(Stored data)
++++++++
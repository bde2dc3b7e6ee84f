//! Volume mount-set construction and container CLI args.
//!
//! The mount list is deterministic and ordered; tests assert on the order
//! because the container's view of the filesystem is part of the IPC
//! contract.

use std::path::{Path, PathBuf};

use pynchy_core::config::{PynchyConfig, ResolvedWorkspaceConfig};
use pynchy_core::types::{MountSpec, WorkspaceProfile};
use pynchy_core::Result;
use tracing::warn;

use crate::session_prep;

/// One bind mount handed to the runtime CLI.
#[derive(Debug, Clone, PartialEq, Eq)]
pub struct VolumeMount {
    pub host_path: PathBuf,
    pub container_path: String,
    pub readonly: bool,
}

impl VolumeMount {
    fn rw(host: PathBuf, container: &str) -> Self {
        Self {
            host_path: host,
            container_path: container.to_string(),
            readonly: false,
        }
    }

    fn ro(host: PathBuf, container: &str) -> Self {
        Self {
            host_path: host,
            container_path: container.to_string(),
            readonly: true,
        }
    }
}

/// IPC subdirectories created under each workspace's namespace.
pub const IPC_SUBDIRS: &[&str] = &[
    "messages",
    "tasks",
    "input",
    "responses",
    "pending_approvals",
    "approval_decisions",
    "pending_questions",
    "merge_results",
];

/// Assemble the mount list for one invocation, in the fixed order:
/// worktree project, group dir, session dir, IPC namespace, hook scripts,
/// credentials env dir, agent-runner source, plugin MCP sources, then
/// validated additional mounts.
pub fn build_volume_mounts(
    config: &PynchyConfig,
    profile: &WorkspaceProfile,
    resolved: &ResolvedWorkspaceConfig,
    worktree_path: Option<&Path>,
    plugin_sources: &[(String, PathBuf)],
) -> Result<Vec<VolumeMount>> {
    let mut mounts: Vec<VolumeMount> = Vec::new();

    let group_dir = config.groups_dir().join(&profile.folder);
    std::fs::create_dir_all(&group_dir)?;

    if let Some(worktree) = worktree_path {
        mounts.push(VolumeMount::rw(worktree.to_path_buf(), "/workspace/project"));
        // The worktree's .git file references the main repo's .git dir by
        // absolute path; mount it at the same path so git resolves inside.
        let git_dir = config.project_root.join(".git");
        let git_dir_str = git_dir.to_string_lossy().to_string();
        mounts.push(VolumeMount::rw(git_dir, &git_dir_str));
        mounts.push(VolumeMount::rw(group_dir, "/workspace/group"));
    } else {
        mounts.push(VolumeMount::rw(group_dir, "/workspace/group"));
        let global_dir = config.groups_dir().join("global");
        if global_dir.exists() {
            mounts.push(VolumeMount::ro(global_dir, "/workspace/global"));
        }
    }

    // Per-workspace agent session dir, pre-populated with settings and
    // filtered skills.
    let session_dir = config.sessions_dir(&profile.folder).join(".claude");
    std::fs::create_dir_all(&session_dir)?;
    session_prep::write_settings_json(&session_dir)?;
    session_prep::sync_skills(&config.data_dir, &session_dir, &resolved.mcp_servers)?;
    mounts.push(VolumeMount::rw(session_dir, "/home/agent/.claude"));

    // Per-workspace IPC namespace.
    let ipc_dir = config.ipc_dir(&profile.folder);
    for sub in IPC_SUBDIRS {
        std::fs::create_dir_all(ipc_dir.join(sub))?;
    }
    mounts.push(VolumeMount::rw(ipc_dir, "/workspace/ipc"));

    // Hook scripts (read-only guard layer).
    let scripts_dir = config.project_root.join("container").join("scripts");
    if scripts_dir.exists() {
        mounts.push(VolumeMount::ro(scripts_dir, "/workspace/scripts"));
    }

    // Least-privilege credentials env file.
    let env_dir = session_prep::write_env_file(config, &profile.folder, profile.is_admin)?;
    mounts.push(VolumeMount::ro(env_dir, "/workspace/env-dir"));

    // Agent runner source.
    let runner_src = config.project_root.join("container").join("agent_runner").join("src");
    mounts.push(VolumeMount::ro(runner_src, "/app/src"));

    // Plugin MCP server sources.
    for (name, source) in plugin_sources {
        mounts.push(VolumeMount::ro(
            source.clone(),
            &format!("/workspace/plugins/{name}"),
        ));
    }

    // Admin containers may edit the host config directly.
    if profile.is_admin {
        let config_toml = config.project_root.join("pynchy.toml");
        if config_toml.exists() {
            mounts.push(VolumeMount::rw(config_toml, "/workspace/project/pynchy.toml"));
        }
    }

    // Additional mounts, allowlist-validated.
    if let Some(overrides) = &profile.container_config {
        for spec in
            validate_additional_mounts(&overrides.additional_mounts, config, profile.is_admin)
        {
            mounts.push(VolumeMount {
                host_path: PathBuf::from(&spec.host_path),
                container_path: spec.container_path.clone(),
                readonly: spec.readonly,
            });
        }
    }

    Ok(mounts)
}

/// Keep only mount requests that are absolute, traversal-free, and (for
/// non-admin workspaces) under an allowlisted host prefix.
pub fn validate_additional_mounts(
    requested: &[MountSpec],
    config: &PynchyConfig,
    is_admin: bool,
) -> Vec<MountSpec> {
    requested
        .iter()
        .filter(|spec| {
            let host = Path::new(&spec.host_path);
            if !host.is_absolute() || spec.host_path.contains("..") {
                warn!(host = %spec.host_path, "rejecting non-absolute or traversing mount");
                return false;
            }
            if is_admin {
                return true;
            }
            let allowed = config
                .mount_allowlist
                .iter()
                .any(|prefix| spec.host_path.starts_with(prefix.as_str()));
            if !allowed {
                warn!(host = %spec.host_path, "rejecting mount outside allowlist");
            }
            allowed
        })
        .cloned()
        .collect()
}

/// CLI args for `run` — `-i --rm --name <name>` plus every mount, ending
/// with the image.
pub fn build_container_args(
    config: &PynchyConfig,
    mounts: &[VolumeMount],
    container_name: &str,
) -> Vec<String> {
    let mut args: Vec<String> = vec![
        "run".into(),
        "-i".into(),
        "--rm".into(),
        "--name".into(),
        container_name.into(),
    ];
    // Containers reach the host (MCP proxy, gateway) via this mapping;
    // Docker Desktop sets it up automatically, Linux needs the flag.
    if config.container.runtime == "docker" {
        args.push("--add-host".into());
        args.push("host.docker.internal:host-gateway".into());
    }
    for m in mounts {
        if m.readonly {
            args.push("--mount".into());
            args.push(format!(
                "type=bind,source={},target={},readonly",
                m.host_path.display(),
                m.container_path
            ));
        } else {
            args.push("-v".into());
            args.push(format!("{}:{}", m.host_path.display(), m.container_path));
        }
    }
    args.push(config.container.image.clone());
    args
}

/// Deterministic container name: `<prefix>-<folder>-<ms>`.
pub fn container_name(config: &PynchyConfig, folder: &str, invocation_ts: i64) -> String {
    format!("{}-{}-{}", config.container.name_prefix, folder, invocation_ts)
}

#[cfg(test)]
mod tests {
    use super::*;
    use chrono::Utc;
    use pynchy_core::types::ContainerOverrides;

    fn test_config(dir: &Path) -> PynchyConfig {
        let mut config = PynchyConfig::default();
        config.data_dir = dir.join("data");
        config.project_root = dir.join("project");
        config.mount_allowlist = vec!["/srv/shared".to_string()];
        config
    }

    fn profile(is_admin: bool, mounts: Vec<MountSpec>) -> WorkspaceProfile {
        WorkspaceProfile {
            jid: "slack:C1".into(),
            name: "dev".into(),
            folder: "dev".into(),
            trigger: "@pynchy".into(),
            is_admin,
            container_config: Some(ContainerOverrides {
                additional_mounts: mounts,
                idle_timeout_secs: None,
            }),
            added_at: Utc::now(),
        }
    }

    #[test]
    fn mount_order_is_deterministic() {
        let dir = tempfile::tempdir().unwrap();
        let config = test_config(dir.path());
        let profile = profile(false, vec![]);
        let resolved = config.resolve_workspace("dev");

        let mounts =
            build_volume_mounts(&config, &profile, &resolved, None, &[("mail".into(), dir.path().join("mail"))])
                .unwrap();

        let targets: Vec<&str> = mounts.iter().map(|m| m.container_path.as_str()).collect();
        assert_eq!(
            targets,
            vec![
                "/workspace/group",
                "/home/agent/.claude",
                "/workspace/ipc",
                "/workspace/env-dir",
                "/app/src",
                "/workspace/plugins/mail",
            ]
        );
        // IPC namespace pre-created with every subdir.
        for sub in IPC_SUBDIRS {
            assert!(config.ipc_dir("dev").join(sub).is_dir());
        }
    }

    #[test]
    fn worktree_mount_leads_when_project_access() {
        let dir = tempfile::tempdir().unwrap();
        let config = test_config(dir.path());
        let profile = profile(false, vec![]);
        let resolved = config.resolve_workspace("dev");
        let worktree = dir.path().join("wt");

        let mounts =
            build_volume_mounts(&config, &profile, &resolved, Some(&worktree), &[]).unwrap();
        assert_eq!(mounts[0].container_path, "/workspace/project");
        assert!(!mounts[0].readonly);
    }

    #[test]
    fn additional_mounts_respect_allowlist() {
        let dir = tempfile::tempdir().unwrap();
        let config = test_config(dir.path());
        let requested = vec![
            MountSpec {
                host_path: "/srv/shared/docs".into(),
                container_path: "/workspace/docs".into(),
                readonly: true,
            },
            MountSpec {
                host_path: "/etc/passwd".into(),
                container_path: "/workspace/oops".into(),
                readonly: true,
            },
            MountSpec {
                host_path: "/srv/shared/../../etc".into(),
                container_path: "/workspace/sneaky".into(),
                readonly: true,
            },
            MountSpec {
                host_path: "relative/path".into(),
                container_path: "/workspace/rel".into(),
                readonly: true,
            },
        ];

        let validated = validate_additional_mounts(&requested, &config, false);
        assert_eq!(validated.len(), 1);
        assert_eq!(validated[0].host_path, "/srv/shared/docs");

        // Admin bypasses the allowlist but not the traversal checks.
        let validated = validate_additional_mounts(&requested, &config, true);
        assert_eq!(validated.len(), 2);
    }

    #[test]
    fn container_args_shape() {
        let dir = tempfile::tempdir().unwrap();
        let config = test_config(dir.path());
        let mounts = vec![
            VolumeMount::rw(PathBuf::from("/h/group"), "/workspace/group"),
            VolumeMount::ro(PathBuf::from("/h/src"), "/app/src"),
        ];
        let args = build_container_args(&config, &mounts, "pynchy-dev-123");
        assert_eq!(&args[..5], &["run", "-i", "--rm", "--name", "pynchy-dev-123"]);
        assert!(args.contains(&"-v".to_string()));
        assert!(args.contains(&"/h/group:/workspace/group".to_string()));
        assert!(args
            .iter()
            .any(|a| a.contains("source=/h/src") && a.ends_with("readonly")));
        assert_eq!(args.last().unwrap(), &config.container.image);
    }
}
++++++++
EXERCISE INSTRUCTIONS »
Copy exactly the stretch of data above from the line with "part of the IPC" through the line with "the runtime CLI.", and omit all other lines.

ANSWER SPACE »
//! because the container's view of the filesystem is part of the IPC
//! contract.

use std::path::{Path, PathBuf};

use pynchy_core::config::{PynchyConfig, ResolvedWorkspaceConfig};
use pynchy_core::types::{MountSpec, WorkspaceProfile};
use pynchy_core::Result;
use tracing::warn;

use crate::session_prep;

/// One bind mount handed to the runtime CLI.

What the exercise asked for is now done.